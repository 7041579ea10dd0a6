//! Help output colors, in cargo's palette.

use clap::builder::Styles;
use clap::builder::styling::AnsiColor;

/// Headers and usage are bold green; literals, placeholders and accepted
/// values (target types, formats) are cyan. Errors are bold red to match
/// the `error:` prefix printed by `main`.
pub fn cli_styles() -> Styles {
	Styles::styled()
		.header(AnsiColor::Green.on_default().bold())
		.usage(AnsiColor::Green.on_default().bold())
		.literal(AnsiColor::Cyan.on_default())
		.placeholder(AnsiColor::Cyan.on_default())
		.valid(AnsiColor::Cyan.on_default())
		.error(AnsiColor::Red.on_default().bold())
}
use tracing_subscriber::EnvFilter;
use tracing_subscriber::fmt::writer::MakeWriterExt;

pub fn init_logging(verbosity: u8) {
	// 0 = warnings only, transport chatter off
	// 1 (-v) = info for the CLI and manager, warn for the runtime
	// 2 (-vv) = debug for everything
	// 3+ (-vvv) = trace, including every published notification
	let filter = match verbosity {
		0 => "warn,pw_targets_runtime=error",
		1 => "info,pw_targets_runtime=warn",
		2 => "debug",
		_ => "trace",
	};

	let env_filter = EnvFilter::try_from_default_env().unwrap_or_else(|_| EnvFilter::new(filter));

	let stderr = std::io::stderr.with_max_level(tracing::Level::TRACE);

	tracing_subscriber::fmt()
		.with_env_filter(env_filter)
		.with_writer(stderr)
		.with_target(true)
		.with_level(true)
		.compact()
		.init();
}
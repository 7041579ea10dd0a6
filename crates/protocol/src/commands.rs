//! Typed params for the commands the target manager issues.

use serde::de::DeserializeOwned;
use serde::{Deserialize, Serialize};

use crate::ids::{SessionId, TargetId};
use crate::target::{TargetInfo, TargetType};

/// A protocol command: params type bound to its method name and result type.
pub trait Command: Serialize {
	const METHOD: &'static str;
	type Response: DeserializeOwned;
}

/// Result of commands that return an empty object.
#[derive(Debug, Clone, Default, Deserialize)]
pub struct Empty {}

/// Entry of a `Target.TargetFilter` list.
///
/// Entries are evaluated in order; the first match decides. An entry with no
/// `type` matches everything.
#[derive(Debug, Clone, Default, PartialEq, Eq, Serialize, Deserialize)]
pub struct TargetFilterEntry {
	#[serde(rename = "type", skip_serializing_if = "Option::is_none")]
	pub target_type: Option<TargetType>,
	#[serde(skip_serializing_if = "Option::is_none")]
	pub exclude: Option<bool>,
}

impl TargetFilterEntry {
	pub fn exclude(target_type: TargetType) -> Self {
		Self {
			target_type: Some(target_type),
			exclude: Some(true),
		}
	}

	/// Catch-all entry accepting every remaining type.
	pub fn any() -> Self {
		Self::default()
	}

	/// Builds a filter excluding `excluded` and accepting everything else.
	pub fn excluding<I>(excluded: I) -> Vec<Self>
	where
		I: IntoIterator<Item = TargetType>,
	{
		excluded
			.into_iter()
			.map(Self::exclude)
			.chain(std::iter::once(Self::any()))
			.collect()
	}
}

/// `Target.setDiscoverTargets`
#[derive(Debug, Clone, Serialize)]
#[serde(rename_all = "camelCase")]
pub struct SetDiscoverTargets {
	pub discover: bool,
	#[serde(skip_serializing_if = "Vec::is_empty")]
	pub filter: Vec<TargetFilterEntry>,
}

impl Command for SetDiscoverTargets {
	const METHOD: &'static str = "Target.setDiscoverTargets";
	type Response = Empty;
}

/// `Target.setAutoAttach`
#[derive(Debug, Clone, Serialize)]
#[serde(rename_all = "camelCase")]
pub struct SetAutoAttach {
	pub auto_attach: bool,
	pub wait_for_debugger_on_start: bool,
	pub flatten: bool,
	#[serde(skip_serializing_if = "Vec::is_empty")]
	pub filter: Vec<TargetFilterEntry>,
}

impl Command for SetAutoAttach {
	const METHOD: &'static str = "Target.setAutoAttach";
	type Response = Empty;
}

/// `Target.detachFromTarget`
#[derive(Debug, Clone, Serialize)]
#[serde(rename_all = "camelCase")]
pub struct DetachFromTarget {
	pub session_id: SessionId,
}

impl Command for DetachFromTarget {
	const METHOD: &'static str = "Target.detachFromTarget";
	type Response = Empty;
}

/// `Target.attachToTarget` in flattened mode.
#[derive(Debug, Clone, Serialize)]
#[serde(rename_all = "camelCase")]
pub struct AttachToTarget {
	pub target_id: TargetId,
	pub flatten: bool,
}

#[derive(Debug, Clone, Deserialize)]
#[serde(rename_all = "camelCase")]
pub struct AttachToTargetResult {
	pub session_id: SessionId,
}

impl Command for AttachToTarget {
	const METHOD: &'static str = "Target.attachToTarget";
	type Response = AttachToTargetResult;
}

/// `Runtime.runIfWaitingForDebugger`
#[derive(Debug, Clone, Default, Serialize)]
pub struct RunIfWaitingForDebugger {}

impl Command for RunIfWaitingForDebugger {
	const METHOD: &'static str = "Runtime.runIfWaitingForDebugger";
	type Response = Empty;
}

/// `Target.getTargets`
#[derive(Debug, Clone, Default, Serialize)]
pub struct GetTargets {
	#[serde(skip_serializing_if = "Vec::is_empty")]
	pub filter: Vec<TargetFilterEntry>,
}

#[derive(Debug, Clone, Deserialize)]
#[serde(rename_all = "camelCase")]
pub struct GetTargetsResult {
	pub target_infos: Vec<TargetInfo>,
}

impl Command for GetTargets {
	const METHOD: &'static str = "Target.getTargets";
	type Response = GetTargetsResult;
}

#[cfg(test)]
mod tests {
	use serde_json::json;

	use super::*;

	#[test]
	fn test_set_auto_attach_params() {
		let params = SetAutoAttach {
			auto_attach: true,
			wait_for_debugger_on_start: true,
			flatten: true,
			filter: TargetFilterEntry::excluding([TargetType::Tab]),
		};

		assert_eq!(
			serde_json::to_value(&params).unwrap(),
			json!({
				"autoAttach": true,
				"waitForDebuggerOnStart": true,
				"flatten": true,
				"filter": [{"type": "tab", "exclude": true}, {}]
			})
		);
	}

	#[test]
	fn test_detach_params() {
		let params = DetachFromTarget {
			session_id: SessionId::new("S1"),
		};
		assert_eq!(serde_json::to_value(&params).unwrap(), json!({"sessionId": "S1"}));
		assert_eq!(DetachFromTarget::METHOD, "Target.detachFromTarget");
	}

	#[test]
	fn test_discover_without_filter_omits_field() {
		let params = SetDiscoverTargets {
			discover: true,
			filter: Vec::new(),
		};
		assert_eq!(serde_json::to_value(&params).unwrap(), json!({"discover": true}));
	}
}
use std::sync::Arc;

use pw_targets::{BasicTarget, Target, TargetInfo, TargetType};
use serde_json::{Value, json};

use super::*;

fn page(id: &str) -> TargetInfo {
	TargetInfo::new(id, TargetType::Page).with_url(format!("https://example.com/{id}"))
}

fn handle(info: TargetInfo) -> Arc<dyn Target> {
	Arc::new(BasicTarget::new(info, None))
}

fn render_notification(format: OutputFormat, notification: &TargetNotification) -> String {
	colored::control::set_override(false);
	let mut out = Vec::new();
	write_notification(&mut out, format, notification).unwrap();
	String::from_utf8(out).unwrap()
}

fn render_targets(format: OutputFormat, targets: &[TargetRecord]) -> String {
	colored::control::set_override(false);
	let mut out = Vec::new();
	write_targets(&mut out, format, targets).unwrap();
	String::from_utf8(out).unwrap()
}

#[test]
fn notification_record_fields() {
	let record = NotificationRecord::from(&TargetNotification::Available(handle(page("T1"))));
	assert_eq!(
		serde_json::to_value(&record).unwrap(),
		json!({
			"event": "available",
			"targetId": "T1",
			"type": "page",
			"url": "https://example.com/T1",
			"title": "",
			"attached": true
		})
	);
}

#[test]
fn gone_and_discovered_are_not_attached() {
	let target = handle(page("T1"));
	let gone = NotificationRecord::from(&TargetNotification::Gone {
		target,
		info: page("T1"),
	});
	assert_eq!(gone.event, "gone");
	assert!(!gone.target.attached);

	let discovered = NotificationRecord::from(&TargetNotification::Discovered(page("T2")));
	assert_eq!(discovered.event, "discovered");
	assert!(!discovered.target.attached);
}

#[test]
fn changed_uses_new_snapshot() {
	let target = handle(page("T1"));
	let info = page("T1").with_url("https://example.com/next");
	let record = NotificationRecord::from(&TargetNotification::Changed { target, info });
	assert_eq!(record.target.url, "https://example.com/next");
	assert!(record.target.attached);
}

#[test]
fn ndjson_notification_is_one_line() {
	let out = render_notification(OutputFormat::Ndjson, &TargetNotification::Discovered(page("T1")));
	assert!(out.ends_with('\n'));
	assert_eq!(out.lines().count(), 1);

	let value: Value = serde_json::from_str(out.trim_end()).unwrap();
	assert_eq!(value["event"], "discovered");
	assert_eq!(value["targetId"], "T1");
}

#[test]
fn text_notification_line() {
	let out = render_notification(OutputFormat::Text, &TargetNotification::Available(handle(page("T1"))));
	assert_eq!(out, format!("{:<10} {:<16} T1 https://example.com/T1\n", "available", "page"));
}

#[test]
fn opener_is_serialized_when_present() {
	let mut info = TargetInfo::new("POPUP", TargetType::Page);
	info.opener_id = Some("T1".into());
	let record = TargetRecord::from_info(&info, true);
	assert_eq!(serde_json::to_value(&record).unwrap()["openerId"], "T1");

	let record = TargetRecord::from_info(&page("T2"), true);
	assert!(serde_json::to_value(&record).unwrap().get("openerId").is_none());
}

#[test]
fn json_listing_has_schema_version() {
	let targets = vec![TargetRecord::from_info(&page("T1"), true)];
	let out = render_targets(OutputFormat::Json, &targets);

	let value: Value = serde_json::from_str(&out).unwrap();
	assert_eq!(value["schemaVersion"], SCHEMA_VERSION);
	assert_eq!(value["targets"].as_array().unwrap().len(), 1);
	assert_eq!(value["targets"][0]["targetId"], "T1");
}

#[test]
fn ndjson_listing_one_record_per_line() {
	let targets = vec![
		TargetRecord::from_info(&page("T1"), true),
		TargetRecord::from_info(&page("T2"), false),
	];
	let out = render_targets(OutputFormat::Ndjson, &targets);
	let lines: Vec<Value> = out.lines().map(|l| serde_json::from_str(l).unwrap()).collect();
	assert_eq!(lines.len(), 2);
	assert_eq!(lines[1]["attached"], false);
}

#[test]
fn text_listing_marks_unattached() {
	let targets = vec![
		TargetRecord::from_info(&page("T1"), true),
		TargetRecord::from_info(&page("T2"), false),
	];
	let out = render_targets(OutputFormat::Text, &targets);
	let lines: Vec<&str> = out.lines().collect();
	assert_eq!(lines.len(), 2);
	assert!(!lines[0].contains("not attached"));
	assert!(lines[1].ends_with("(not attached)"));
}

#[test]
fn empty_text_listing() {
	assert_eq!(render_targets(OutputFormat::Text, &[]), "no targets\n");
	assert_eq!(render_targets(OutputFormat::Ndjson, &[]), "");
}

- [TASK DESCRIPTION]
Every line in the data that holds "String" should be copied out.

- [RESPONSE BELOW]
fn render_notification(format: OutputFormat, notification: &TargetNotification) -> String {
	String::from_utf8(out).unwrap()
fn render_targets(format: OutputFormat, targets: &[TargetRecord]) -> String {
	String::from_utf8(out).unwrap()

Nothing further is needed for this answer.